The present application for patent claims priority to Provisional Application No. 61/475,334 entitled, “METHOD FOR PROXIMAL ADAPTIVE COLLAPSED CLOUD SYSTEMS ” filed Apr. 14, 2011, and assigned to the assignee hereof and hereby expressly incorporated by reference herein.

FIELD OF THE INVENTION

This invention relates to enabling a local access for a client device to content at one or more access points where the access points for the client device and content stored at the access points can be predictively determined based on machine learning related to history and/or future knowledge of access information, mobility patterns and content preferences associated with a user or group of users.

BACKGROUND OF THE INVENTION

Mobile client devices can access a wireless network by connecting to access points or base-stations or NodeBs or EvolvedNodeBs depending on the wireless technology being used. In some cases, the access can be provided by a wired connection to an access point, such as direct wired connection over a LAN instead of a WLAN to a WiFi router. Examples of client devices include mobile devices such as laptops or tablets or smartphones or UE (user equipment) nodes. Examples of wireless technologies include but are not limited to the technologies such as 802.11a/b/g/n or LTE or UMTS, CDMA2000, WiMAX, and recommended by standards bodies such as IEEE 802.11, 3GPP, 3GPP2, or the WiMAX forum. Alternative wireless technologies include Bluetooth or Zigbee or other short range technologies as well. However, the content needed by a user is typically accessed by connecting to a remote server on the internet through the wireless connection afforded by an access point, and the access point has the ability to connect to the remote server via a network. Many intermediate nodes may be accessed via the network to finally reach the remote server. IP packets can be lost or delivered with significant delays due to packet losses or congestion in the network.

SUMMARY OF THE INVENTION

Various aspects and embodiments of the invention are described in further detail below.

If the content can be kept closer to the client device such as at the access points or base-stations that the device connects to, then this can avoid the possibility of packets getting delayed or lost on networks that provide accesses to remote servers that serve content to a user. For this purpose, a cloud server maintains information about user content preferences and access and mobility history associated with a user's client device, and can predictively determine future needs related to user content needs, and the future access points that the client device is likely to connect with, and expected times for such access. The cloud server can a remote server on the internet or a set of collapsed cloud servers associated with access points associated with user, or a combination of a remote server and collapsed cloud servers. Content needed by a user is pushed into these one or more access points that a client device is accessing or is expected to access. The access to the content is provided by a local access to the stored content on an access point that the device is connected with, instead of an access via the internet to a remote server. If the device associates with a new access point while accessing content, it can be redirected to the local storage of the new access point to continue accessing the rest of the content.

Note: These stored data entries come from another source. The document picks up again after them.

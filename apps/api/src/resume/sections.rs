//! Section discovery: a header alias, the rest of its line, then a body running to the next blank line.

use regex::Regex;

/// How a section body is cut into candidate items.
#[derive(Debug, Clone, Copy, PartialEq, Eq)]
pub enum ItemSplit {
    /// One item per line.
    Lines,
    /// Lines, further cut on commas and bullet markers.
    Delimited,
}

impl ItemSplit {
    fn is_separator(&self, c: char) -> bool {
        match self {
            ItemSplit::Lines => c == '\n',
            ItemSplit::Delimited => matches!(c, '\n' | ',' | '•'),
        }
    }
}

/// A located section. Both slices borrow from the searched text.
#[derive(Debug, Clone, Copy, PartialEq, Eq)]
pub struct Section<'a> {
    pub header: &'a str,
    pub body: &'a str,
}

impl<'a> Section<'a> {
    pub fn items(&self, split: ItemSplit) -> impl Iterator<Item = &'a str> + 'a {
        self.body
            .split(move |c: char| split.is_separator(c))
            .map(str::trim)
            .filter(|item| !item.is_empty())
    }
}

/// Compiles the header pattern for a set of aliases.
///
/// Case-insensitive with `.` spanning newlines: the alias, the remainder of its line,
/// then the shortest body that ends at a blank line or at the end of the text.
pub fn section_pattern(aliases: &[&str]) -> Result<Regex, regex::Error> {
    let alternation = aliases
        .iter()
        .map(|alias| regex::escape(alias))
        .collect::<Vec<_>>()
        .join("|");
    Regex::new(&format!(r"(?is)({alternation}).*?\n(.*?)(?:\n\n|\z)"))
}

/// Every non-overlapping section in `text`, left to right.
/// A header phrase may legitimately appear more than once, so callers get all of them.
pub fn locate<'a>(text: &'a str, pattern: &Regex) -> Vec<Section<'a>> {
    pattern
        .captures_iter(text)
        .filter_map(|caps| {
            Some(Section {
                header: caps.get(1)?.as_str(),
                body: caps.get(2)?.as_str(),
            })
        })
        .collect()
}
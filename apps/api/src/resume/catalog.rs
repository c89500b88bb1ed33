//! Résumé categories and the patterns used to find them.
//!
//! Each category is described by a `CategorySpec`: the header phrases that open its section,
//! how a section body is cut into items, and how to search the rest of the text when the
//! résumé has no such section.
//! The specs are compiled into regexes exactly once per process (`Catalog::global`)
//! and shared read-only afterwards.

use once_cell::sync::OnceCell;
use regex::Regex;
use tracing::info;

use crate::resume::sections::{section_pattern, ItemSplit};

#[derive(Debug, Clone, Copy, PartialEq, Eq)]
pub enum Category {
    Education,
    Skills,
    Experience,
    Certifications,
    Achievements,
    Qualifications,
}

impl Category {
    pub const ALL: [Category; 6] = [
        Category::Education,
        Category::Skills,
        Category::Experience,
        Category::Certifications,
        Category::Achievements,
        Category::Qualifications,
    ];

    pub fn as_str(&self) -> &'static str {
        match self {
            Category::Education => "education",
            Category::Skills => "skills",
            Category::Experience => "experience",
            Category::Certifications => "certifications",
            Category::Achievements => "achievements",
            Category::Qualifications => "qualifications",
        }
    }
}

/// What to do when no section header is found.
#[derive(Debug, Clone, Copy)]
pub enum KeywordFallback {
    /// Search the whole text for known terms and record each matched surface form.
    KnownTerms(&'static [&'static str]),
    /// Record every sentence that contains at least one trigger keyword.
    TriggerSentences(&'static [&'static str]),
}

#[derive(Debug, Clone, Copy)]
pub enum Strategy {
    /// Section lookup, then keyword fallback. Results are deduplicated.
    SectionAndKeyword(KeywordFallback),
    /// Section lookup, then a scan for dated ranges. Entries are kept as found.
    DateRangeScan,
}

#[derive(Debug, Clone, Copy)]
pub struct CategorySpec {
    pub category: Category,
    pub aliases: &'static [&'static str],
    pub split: ItemSplit,
    pub strategy: Strategy,
}

// ────────────────────────────────────────────────────────────────────────────
// Keyword tables
// ────────────────────────────────────────────────────────────────────────────

const EDUCATION_KEYWORDS: &[&str] = &[
    "education",
    "academic background",
    "degree",
    "university",
    "college",
    "school",
    "b.tech",
    "b.e",
    "m.tech",
    "m.e",
    "bachelor",
    "master",
    "phd",
    "doctorate",
    "post-graduate",
    "undergraduate",
    "graduate",
];

const TECH_SKILLS: &[&str] = &[
    "python",
    "java",
    "javascript",
    "c++",
    "c#",
    "ruby",
    "php",
    "html",
    "css",
    "react",
    "angular",
    "vue",
    "node.js",
    "express",
    "django",
    "flask",
    "spring",
    "sql",
    "nosql",
    "mongodb",
    "postgresql",
    "mysql",
    "oracle",
    "firebase",
    "aws",
    "azure",
    "gcp",
    "cloud",
    "docker",
    "kubernetes",
    "jenkins",
    "git",
    "ci/cd",
    "agile",
    "scrum",
    "machine learning",
    "data science",
    "ai",
    "nlp",
    "computer vision",
    "deep learning",
    "tensorflow",
    "pytorch",
    "keras",
    "tableau",
    "power bi",
    "data visualization",
    "excel",
    "statistics",
    "blockchain",
    "ethereum",
    "solidity",
    "smart contracts",
];

const CERTIFICATION_KEYWORDS: &[&str] = &[
    "certified",
    "certificate",
    "certification",
    "licensed",
    "accredited",
    "diploma",
];

const ACHIEVEMENT_KEYWORDS: &[&str] = &[
    "award",
    "honor",
    "achieve",
    "accomplishment",
    "recognition",
    "scholarship",
    "fellowship",
    "grant",
    "prize",
    "medal",
    "winner",
    "recipient",
    "honored",
    "recognized",
    "selected",
];

const QUALIFICATION_KEYWORDS: &[&str] = &[
    "qualified",
    "proficient",
    "license",
    "permitted",
    "authorized",
    "accredited",
    "certified",
];

/// "QUALIFICATIONS" is an education alias as well as its own category; both
/// categories pick up such a section.
pub const CATEGORY_SPECS: [CategorySpec; 6] = [
    CategorySpec {
        category: Category::Education,
        aliases: &["EDUCATION", "ACADEMIC BACKGROUND", "QUALIFICATIONS"],
        split: ItemSplit::Lines,
        strategy: Strategy::SectionAndKeyword(KeywordFallback::TriggerSentences(
            EDUCATION_KEYWORDS,
        )),
    },
    CategorySpec {
        category: Category::Skills,
        aliases: &["SKILLS", "TECHNICAL SKILLS", "TECHNOLOGIES", "COMPETENCIES"],
        split: ItemSplit::Delimited,
        strategy: Strategy::SectionAndKeyword(KeywordFallback::KnownTerms(TECH_SKILLS)),
    },
    CategorySpec {
        category: Category::Experience,
        aliases: &[
            "EXPERIENCE",
            "WORK EXPERIENCE",
            "EMPLOYMENT",
            "PROFESSIONAL EXPERIENCE",
        ],
        split: ItemSplit::Lines,
        strategy: Strategy::DateRangeScan,
    },
    CategorySpec {
        category: Category::Certifications,
        aliases: &["CERTIFICATIONS", "CERTIFICATES", "PROFESSIONAL DEVELOPMENT"],
        split: ItemSplit::Lines,
        strategy: Strategy::SectionAndKeyword(KeywordFallback::TriggerSentences(
            CERTIFICATION_KEYWORDS,
        )),
    },
    CategorySpec {
        category: Category::Achievements,
        aliases: &["ACHIEVEMENTS", "ACCOMPLISHMENTS", "AWARDS", "HONORS"],
        split: ItemSplit::Lines,
        strategy: Strategy::SectionAndKeyword(KeywordFallback::TriggerSentences(
            ACHIEVEMENT_KEYWORDS,
        )),
    },
    CategorySpec {
        category: Category::Qualifications,
        aliases: &["QUALIFICATIONS", "PROFESSIONAL QUALIFICATIONS"],
        split: ItemSplit::Lines,
        strategy: Strategy::SectionAndKeyword(KeywordFallback::TriggerSentences(
            QUALIFICATION_KEYWORDS,
        )),
    },
];

const MONTHS: &str = "Jan|Feb|Mar|Apr|May|Jun|Jul|Aug|Sep|Oct|Nov|Dec|January|February|March|April|June|July|August|September|October|November|December";

// ────────────────────────────────────────────────────────────────────────────
// Compiled form
// ────────────────────────────────────────────────────────────────────────────

/// A keyword compiled for whole-word, case-insensitive search.
/// Group 1 is the surface form as written in the text.
#[derive(Debug)]
pub struct Keyword {
    pub pattern: Regex,
}

impl Keyword {
    /// Word boundaries are expressed as "non-word char or text edge" on both sides,
    /// so terms that end in symbols (`c++`, `c#`) still match as whole words.
    pub fn compile(term: &str) -> Result<Self, regex::Error> {
        let pattern = Regex::new(&format!(
            r"(?i)(?:^|\W)({})(?:\W|$)",
            regex::escape(term)
        ))?;
        Ok(Keyword { pattern })
    }

    pub fn is_match(&self, text: &str) -> bool {
        self.pattern.is_match(text)
    }

    /// First occurrence in `text`, as written there.
    pub fn find<'t>(&self, text: &'t str) -> Option<&'t str> {
        self.pattern
            .captures(text)
            .and_then(|caps| caps.get(1))
            .map(|m| m.as_str())
    }
}

#[derive(Debug)]
pub struct CompiledCategory {
    pub spec: CategorySpec,
    pub section: Regex,
    pub keywords: Vec<Keyword>,
}

#[derive(Debug)]
pub struct Catalog {
    pub categories: Vec<CompiledCategory>,
    pub date_range: Regex,
}

static CATALOG: OnceCell<Catalog> = OnceCell::new();

impl Catalog {
    pub fn compile(specs: &[CategorySpec]) -> Result<Self, regex::Error> {
        let categories = specs
            .iter()
            .map(|spec| -> Result<CompiledCategory, regex::Error> {
                let keywords = match spec.strategy {
                    Strategy::SectionAndKeyword(
                        KeywordFallback::KnownTerms(terms)
                        | KeywordFallback::TriggerSentences(terms),
                    ) => terms
                        .iter()
                        .map(|term| Keyword::compile(term))
                        .collect::<Result<Vec<_>, _>>()?,
                    Strategy::DateRangeScan => Vec::new(),
                };
                Ok(CompiledCategory {
                    spec: *spec,
                    section: section_pattern(spec.aliases)?,
                    keywords,
                })
            })
            .collect::<Result<Vec<_>, _>>()?;

        let date_range = Regex::new(&format!(
            r"(?i)\b({MONTHS})\s+\d{{4}}\s*[-–—]\s*(({MONTHS})\s+\d{{4}}|Present|Current)"
        ))?;

        Ok(Catalog {
            categories,
            date_range,
        })
    }

    /// Process-wide catalog, compiled on first call and read-only afterwards.
    /// Call once at startup so a bad pattern stops the process before it serves traffic.
    pub fn global() -> Result<&'static Catalog, regex::Error> {
        CATALOG.get_or_try_init(|| {
            let catalog = Catalog::compile(&CATEGORY_SPECS)?;
            info!(
                "Compiled extraction catalog: {} categories, {} keywords",
                catalog.categories.len(),
                catalog
                    .categories
                    .iter()
                    .map(|c| c.keywords.len())
                    .sum::<usize>()
            );
            Ok(catalog)
        })
    }
}

#[cfg(test)]
mod tests {
    use super::*;

    #[test]
    fn test_catalog_covers_every_category_once() {
        let catalog = Catalog::global().unwrap();
        let categories: Vec<_> = catalog.categories.iter().map(|c| c.spec.category).collect();
        assert_eq!(categories, Category::ALL.to_vec());
    }

    #[test]
    fn test_global_catalog_is_memoized() {
        let first = Catalog::global().unwrap() as *const Catalog;
        let second = Catalog::global().unwrap() as *const Catalog;
        assert_eq!(first, second);
    }

    #[test]
    fn test_keyword_is_whole_word_and_case_insensitive() {
        let kw = Keyword::compile("java").unwrap();
        assert_eq!(kw.find("Skilled in JAVA and Go"), Some("JAVA"));
        assert!(!kw.is_match("Wrote JavaScript daily"));
    }

    #[test]
    fn test_keyword_with_symbols_matches() {
        let cpp = Keyword::compile("c++").unwrap();
        assert_eq!(cpp.find("Languages: C++, Rust"), Some("C++"));
        let node = Keyword::compile("node.js").unwrap();
        assert_eq!(node.find("node.js"), Some("node.js"));
        assert!(!node.is_match("nodexjs"));
    }

    #[test]
    fn test_date_range_pattern() {
        let catalog = Catalog::global().unwrap();
        assert!(catalog.date_range.is_match("June 2019 - Present"));
        assert!(catalog.date_range.is_match("Jan 2018 – Dec 2020"));
        assert!(catalog.date_range.is_match("september 2015—current"));
        assert!(!catalog.date_range.is_match("2019 - 2020"));
        assert!(!catalog.date_range.is_match("June 2019"));
    }

    #[test]
    fn test_category_names() {
        let names: Vec<_> = Category::ALL.iter().map(|c| c.as_str()).collect();
        assert_eq!(
            names,
            vec![
                "education",
                "skills",
                "experience",
                "certifications",
                "achievements",
                "qualifications"
            ]
        );
    }
}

BRIEF DESCRIPTION OF THE DRAWINGS

The features and nature of the present invention will become more apparent from the detailed description set forth below when taken in conjunction with the drawings in which like reference characters identify correspondingly throughout and wherein:

FIG. 1 is a diagram representing a network environment with content delivery and predictive analytics servers, access points, and client devices

FIG. 2 is a block diagram showing the configuration of an example access point, with local storage, computing, and networking capabilities.

FIG. 3 is a flowchart outlining an exemplary operation to predictively determine relevant content for a user based on distributed machine learning for one user across access points, or across users across access points to pre-position relevant content for a user at one or more access points.

FIG. 4 is a flowchart outlining an exemplary operation to preposition predicted relevant content for a user at a new access point based on mobility information associated with the user.

FIG. 5 is a flowchart outlining an exemplary operation to predict one or more future access points that a client device will connect to, and to subsequently preposition predicted relevant content for a user at such access points.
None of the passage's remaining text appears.